Independentemente da bondade desta presumida eleição, quero aqui destacar dois factos: o primeiro é que a burguesia negra americana que se constituiu e reforçou no século XIX e foi quase decapitada durante a primeira metade do século XX, soube recuperar poder, prestígio e capacidade de influênciar as outras “cores” que formam a variedade social e cultural dos estados da Federação norte-americana.

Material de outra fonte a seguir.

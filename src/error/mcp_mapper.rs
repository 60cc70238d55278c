//! MCP error code mapping.
//!
//! Maps application errors to MCP protocol errors with appropriate JSON-RPC error codes.
//!
//! # Strategy
//! - Protocol-level errors (tool not found, invalid params) → `Err(McpError)`
//! - Tool execution errors → `Ok(CallToolResult { is_error: true })`
//!
//! This distinction allows MCP clients to differentiate between:
//! - Problems with the request itself (protocol errors)
//! - Problems during tool execution (tool errors)

use rmcp::ErrorData as McpError;
use rmcp::model::ErrorCode;
use serde_json::json;
use std::borrow::Cow;

use super::{AccessDeniedError, GateError, ToolError, TrelloError};

/// Maps a `ToolError` to an MCP protocol error.
///
/// Use this for errors that should be returned as `Err(McpError)` rather than
/// `Ok(CallToolResult { is_error: true })`.
///
/// # When to use which
/// - **Protocol errors** (return `Err`): Tool not found, invalid arguments
/// - **Execution errors** (return `Ok` with `is_error: true`): Trello API failures, access denied
pub fn map_tool_error(error: &ToolError) -> McpError {
    match error {
        ToolError::NotFound(name) => McpError {
            code: ErrorCode::METHOD_NOT_FOUND,
            message: Cow::Owned(format!("Tool '{}' not found", name)),
            data: Some(json!({
                "tool": name,
                "error_type": "ToolNotFound"
            })),
        },

        ToolError::InvalidArguments(msg) => McpError {
            code: ErrorCode::INVALID_PARAMS,
            message: Cow::Owned(msg.clone()),
            data: Some(json!({
                "error_type": "InvalidArguments"
            })),
        },

        ToolError::Serialization(e) => McpError {
            code: ErrorCode::INVALID_PARAMS,
            message: Cow::Owned(format!("Invalid argument format: {}", e)),
            data: Some(json!({
                "error_type": "SerializationError"
            })),
        },

        ToolError::Trello(trello_err) => map_trello_error(trello_err),

        ToolError::Gate(gate_err) => map_gate_error(gate_err),
    }
}

/// Maps a `TrelloError` to an MCP protocol error.
pub fn map_trello_error(error: &TrelloError) -> McpError {
    match error {
        TrelloError::Unauthorized => McpError {
            code: ErrorCode::INTERNAL_ERROR,
            message: Cow::Borrowed("Trello authentication failed"),
            data: Some(json!({
                "error_type": "Unauthorized",
                "hint": "Check that your Trello API key and token are valid and not expired"
            })),
        },

        TrelloError::NotFound { resource } => McpError {
            code: ErrorCode::RESOURCE_NOT_FOUND,
            message: Cow::Owned(format!("Resource not found: {}", resource)),
            data: Some(json!({
                "error_type": "NotFound",
                "resource": resource
            })),
        },

        TrelloError::RateLimited { retry_after } => McpError {
            code: ErrorCode::INTERNAL_ERROR,
            message: Cow::Owned(format!("Rate limited, retry after {} seconds", retry_after)),
            data: Some(json!({
                "error_type": "RateLimited",
                "retry_after": retry_after
            })),
        },

        TrelloError::Timeout { timeout_secs } => McpError {
            code: ErrorCode::INTERNAL_ERROR,
            message: Cow::Owned(format!("Request timeout after {} seconds", timeout_secs)),
            data: Some(json!({
                "error_type": "Timeout",
                "timeout_secs": timeout_secs
            })),
        },

        TrelloError::Api { status, message } => McpError {
            code: ErrorCode::INTERNAL_ERROR,
            message: Cow::Owned(format!("Trello API error (HTTP {}): {}", status, message)),
            data: Some(json!({
                "error_type": "ApiError",
                "status": status
            })),
        },

        TrelloError::Request(e) => McpError {
            code: ErrorCode::INTERNAL_ERROR,
            message: Cow::Owned(format!("HTTP request failed: {}", e)),
            data: Some(json!({
                "error_type": "RequestError"
            })),
        },

        TrelloError::InvalidResponse(msg) => McpError {
            code: ErrorCode::INTERNAL_ERROR,
            message: Cow::Owned(format!("Invalid response from Trello: {}", msg)),
            data: Some(json!({
                "error_type": "InvalidResponse"
            })),
        },
    }
}

/// Maps a `GateError` to an MCP protocol error.
///
/// Denials, unresolvable boards, and entity lookup failures carry distinct
/// `error_type` markers so clients can tell an authorization refusal from an
/// infrastructure failure.
pub fn map_gate_error(error: &GateError) -> McpError {
    match error {
        GateError::AccessDenied(denied) => map_access_denied_error(denied),

        GateError::BoardNotResolvable {
            board,
            operation,
            source,
        } => McpError {
            code: ErrorCode::INTERNAL_ERROR,
            message: Cow::Owned(error.to_string()),
            data: Some(json!({
                "error_type": "BoardNotResolvable",
                "board": board,
                "operation": operation,
                "cause": source.to_string()
            })),
        },

        GateError::EntityLookup {
            kind,
            id,
            operation,
            source,
        } => McpError {
            code: ErrorCode::INTERNAL_ERROR,
            message: Cow::Owned(error.to_string()),
            data: Some(json!({
                "error_type": "EntityLookupFailed",
                "entity_kind": kind.as_str(),
                "entity_id": id,
                "operation": operation,
                "cause": source.to_string()
            })),
        },
    }
}

/// Maps an `AccessDeniedError` to an MCP protocol error.
pub fn map_access_denied_error(error: &AccessDeniedError) -> McpError {
    McpError {
        code: ErrorCode::INTERNAL_ERROR,
        message: Cow::Owned(error.to_string()),
        data: Some(json!({
            "error_type": "AccessDenied",
            "board": error.board,
            "operation": error.operation,
            "policy_key": error.policy_key
        })),
    }
}

#[cfg(test)]
mod tests {
    use super::*;
    use crate::error::EntityKind;

    #[test]
    fn test_map_tool_not_found() {
        let error = ToolError::NotFound("unknown_tool".into());
        let mcp_error = map_tool_error(&error);

        assert_eq!(mcp_error.code, ErrorCode::METHOD_NOT_FOUND);
        assert!(mcp_error.message.contains("unknown_tool"));
        assert!(mcp_error.data.is_some());
    }

    #[test]
    fn test_map_invalid_arguments() {
        let error = ToolError::InvalidArguments("board_id must be a string".into());
        let mcp_error = map_tool_error(&error);

        assert_eq!(mcp_error.code, ErrorCode::INVALID_PARAMS);
        assert!(mcp_error.message.contains("board_id"));
    }

    #[test]
    fn test_map_trello_unauthorized() {
        let error = TrelloError::Unauthorized;
        let mcp_error = map_trello_error(&error);

        assert_eq!(mcp_error.code, ErrorCode::INTERNAL_ERROR);
        assert!(mcp_error.message.contains("authentication"));
    }

    #[test]
    fn test_map_trello_rate_limited() {
        let error = TrelloError::RateLimited { retry_after: 10 };
        let mcp_error = map_trello_error(&error);

        assert_eq!(mcp_error.code, ErrorCode::INTERNAL_ERROR);
        assert!(mcp_error.message.contains("10"));

        let data = mcp_error.data.unwrap();
        assert_eq!(data["retry_after"], 10);
    }

    #[test]
    fn test_map_trello_not_found() {
        let error = TrelloError::NotFound {
            resource: "board abc".into(),
        };
        let mcp_error = map_trello_error(&error);

        assert_eq!(mcp_error.code, ErrorCode::RESOURCE_NOT_FOUND);
        assert!(mcp_error.message.contains("board abc"));
    }

    #[test]
    fn test_map_access_denied() {
        let error = AccessDeniedError::new("B3", "move_card", "TRELLO_BOARD_IDS");
        let mcp_error = map_access_denied_error(&error);

        assert_eq!(mcp_error.code, ErrorCode::INTERNAL_ERROR);
        assert!(mcp_error.message.contains("B3"));

        let data = mcp_error.data.unwrap();
        assert_eq!(data["board"], "B3");
        assert_eq!(data["error_type"], "AccessDenied");
    }

    #[test]
    fn test_map_entity_lookup_is_not_denial() {
        let error = GateError::EntityLookup {
            kind: EntityKind::Card,
            id: "C1".into(),
            operation: "get_card".into(),
            source: TrelloError::NotFound {
                resource: "card C1".into(),
            },
        };
        let mcp_error = map_gate_error(&error);

        let data = mcp_error.data.unwrap();
        assert_eq!(data["error_type"], "EntityLookupFailed");
        assert_eq!(data["entity_kind"], "card");
    }
}
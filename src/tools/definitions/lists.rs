//! List tools
//!
//! Tools for reading and managing lists. Every identified-list operation
//! resolves the list's owning board and checks it against the allow-list
//! before touching the API; moving a list across boards checks the current
//! board first, then the destination.

use crate::error::ToolError;
use crate::tools::executor::{ToolContext, ToolExecutor, ToolOutput};
use crate::util::QueryBuilder;
use async_trait::async_trait;

use trello_mcp_macros::trello_tool;

/// Get a list
#[trello_tool(
    name = "get_list",
    description = "Get details of a specific list",
    category = "lists",
    operation = "read"
)]
pub struct GetList {
    /// List ID
    pub list_id: String,
}

#[async_trait]
impl ToolExecutor for GetList {
    async fn check_access(&self, ctx: &ToolContext) -> Result<(), ToolError> {
        ctx.gate.check_list_access(&self.list_id, "get_list").await?;
        Ok(())
    }

    async fn execute(&self, ctx: &ToolContext) -> Result<ToolOutput, ToolError> {
        let endpoint = format!("/lists/{}", urlencoding::encode(&self.list_id));

        let result: serde_json::Value = ctx.trello.get(&endpoint).await?;

        ToolOutput::json_value(result)
    }
}

/// Create a list on a board
#[trello_tool(
    name = "create_list",
    description = "Create a new list on a board",
    category = "lists",
    operation = "write"
)]
pub struct CreateList {
    /// Board ID or short link the list is created on
    pub board_id: String,
    /// List name
    pub name: String,
    /// Position: "top", "bottom", or a positive number
    #[serde(default)]
    pub pos: Option<String>,
}

#[async_trait]
impl ToolExecutor for CreateList {
    async fn check_access(&self, ctx: &ToolContext) -> Result<(), ToolError> {
        ctx.gate
            .check_board_access(&self.board_id, "create_list", true)
            .await?;
        Ok(())
    }

    async fn execute(&self, ctx: &ToolContext) -> Result<ToolOutput, ToolError> {
        let query = QueryBuilder::new()
            .param("name", &self.name)
            .param("idBoard", &self.board_id)
            .optional("pos", self.pos.as_deref())
            .build();
        let endpoint = format!("/lists{}", query);

        let result: serde_json::Value = ctx.trello.post(&endpoint, &serde_json::json!({})).await?;

        ToolOutput::json_value(result)
    }
}

/// Update a list
#[trello_tool(
    name = "update_list",
    description = "Update a list's name or position",
    category = "lists",
    operation = "write"
)]
pub struct UpdateList {
    /// List ID
    pub list_id: String,
    /// New list name
    #[serde(default)]
    pub name: Option<String>,
    /// New position: "top", "bottom", or a positive number
    #[serde(default)]
    pub pos: Option<String>,
}

#[async_trait]
impl ToolExecutor for UpdateList {
    async fn check_access(&self, ctx: &ToolContext) -> Result<(), ToolError> {
        ctx.gate
            .check_list_access(&self.list_id, "update_list")
            .await?;
        Ok(())
    }

    async fn execute(&self, ctx: &ToolContext) -> Result<ToolOutput, ToolError> {
        let query = QueryBuilder::new()
            .optional("name", self.name.as_deref())
            .optional("pos", self.pos.as_deref())
            .build();
        let endpoint = format!("/lists/{}{}", urlencoding::encode(&self.list_id), query);

        let result: serde_json::Value = ctx.trello.put(&endpoint, &serde_json::json!({})).await?;

        ToolOutput::json_value(result)
    }
}

/// Archive a list
#[trello_tool(
    name = "archive_list",
    description = "Archive (close) a list",
    category = "lists",
    operation = "write"
)]
pub struct ArchiveList {
    /// List ID
    pub list_id: String,
}

#[async_trait]
impl ToolExecutor for ArchiveList {
    async fn check_access(&self, ctx: &ToolContext) -> Result<(), ToolError> {
        ctx.gate
            .check_list_access(&self.list_id, "archive_list")
            .await?;
        Ok(())
    }

    async fn execute(&self, ctx: &ToolContext) -> Result<ToolOutput, ToolError> {
        let endpoint = format!(
            "/lists/{}/closed?value=true",
            urlencoding::encode(&self.list_id)
        );

        let result: serde_json::Value = ctx.trello.put(&endpoint, &serde_json::json!({})).await?;

        ToolOutput::json_value(result)
    }
}

/// Move a list to another board
#[trello_tool(
    name = "move_list_to_board",
    description = "Move a list to a different board",
    category = "lists",
    operation = "write"
)]
pub struct MoveListToBoard {
    /// List ID
    pub list_id: String,
    /// Destination board ID or short link
    pub board_id: String,
}

#[async_trait]
impl ToolExecutor for MoveListToBoard {
    async fn check_access(&self, ctx: &ToolContext) -> Result<(), ToolError> {
        // Both endpoints must be authorized, current board first
        ctx.gate
            .check_list_access(&self.list_id, "move_list_to_board")
            .await?;
        ctx.gate
            .check_board_access(&self.board_id, "move_list_to_board (destination)", true)
            .await?;
        Ok(())
    }

    async fn execute(&self, ctx: &ToolContext) -> Result<ToolOutput, ToolError> {
        let query = QueryBuilder::new().param("value", &self.board_id).build();
        let endpoint = format!(
            "/lists/{}/idBoard{}",
            urlencoding::encode(&self.list_id),
            query
        );

        let result: serde_json::Value = ctx.trello.put(&endpoint, &serde_json::json!({})).await?;

        ToolOutput::json_value(result)
    }
}

/// Register all list tools
pub fn register(registry: &mut crate::tools::ToolRegistry) {
    registry.register::<GetList>();
    registry.register::<CreateList>();
    registry.register::<UpdateList>();
    registry.register::<ArchiveList>();
    registry.register::<MoveListToBoard>();
}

O segundo facto a destacar é que as nações europeias e a UE devem preparar-se para aceitar que mais década menos década um não “caucasiano” ("indivíduo de cor natural", escreviam os nossos burocratas no início do século XX) possa ter condições objectivas de assumir altas responsabilidades nacionais e/ou europeias idênticas.

A “provável” revolução americana que se anuncia terá seguramente efeitos democráticos mais profundos e extensos do que aqueles que Hillary Clinton proporcionaria, apesar de ser a primeira mulher candidata à presidencia americana com possibilidades reais de também lá chegar [antes dela houve mais oito, tendo sido Victoria Claflin Woodholl, em 1872, apoiada pelo Equal Rights Party, a primeira mulher a candidatar-se à presidencia dos EUA]. Não me parece que o(s) candidato(s) conservador(es) [McCain ou Huckabee], sejam capazes de mudar a crescente sensibilidade e consciência dos americanos do mau legado dos Bushs e da elite-neocon que governou a América desde a entrada no século XXI. A fractura entre a família Bush e os americanos cobre todos os segmentos da sociedade americana [“Brancos, pretos e castanhos, novos, velhos , homens , mulheres e crianças” (Rita Siza, Público), ricos, remediados e pobres]. Felizmente para o mundo, que pode tornar-se num futuro próximo um “lugar” bem mais seguro e próspero.

A extraordinária imagem do soldado americano num bunker afegão (2007) poderá ter, na formação da opinião pública, um efeito similar ao provocado pela imagem da jovem Kim Phuc e família quando tentavam escapar a um bombardeamento com napalm perpetrado(por engano?)pelas forças americanas sobre uma aldeia no sul do Vietnam em 1972. Vejo nelas o mesmo padrão de violência e desespero. Por isso é provável que cada vez mais americanos pensem como o jovem investigador universitário que decidiu parar os estudos (bolseiro em França)para se empenhar na campanha de Obama: “Estou hipnotizado. Sinto que este é o momento em que podemos mudar a história deste país e do mundo” (Rita Siza, Público).Esta é a minha convicção.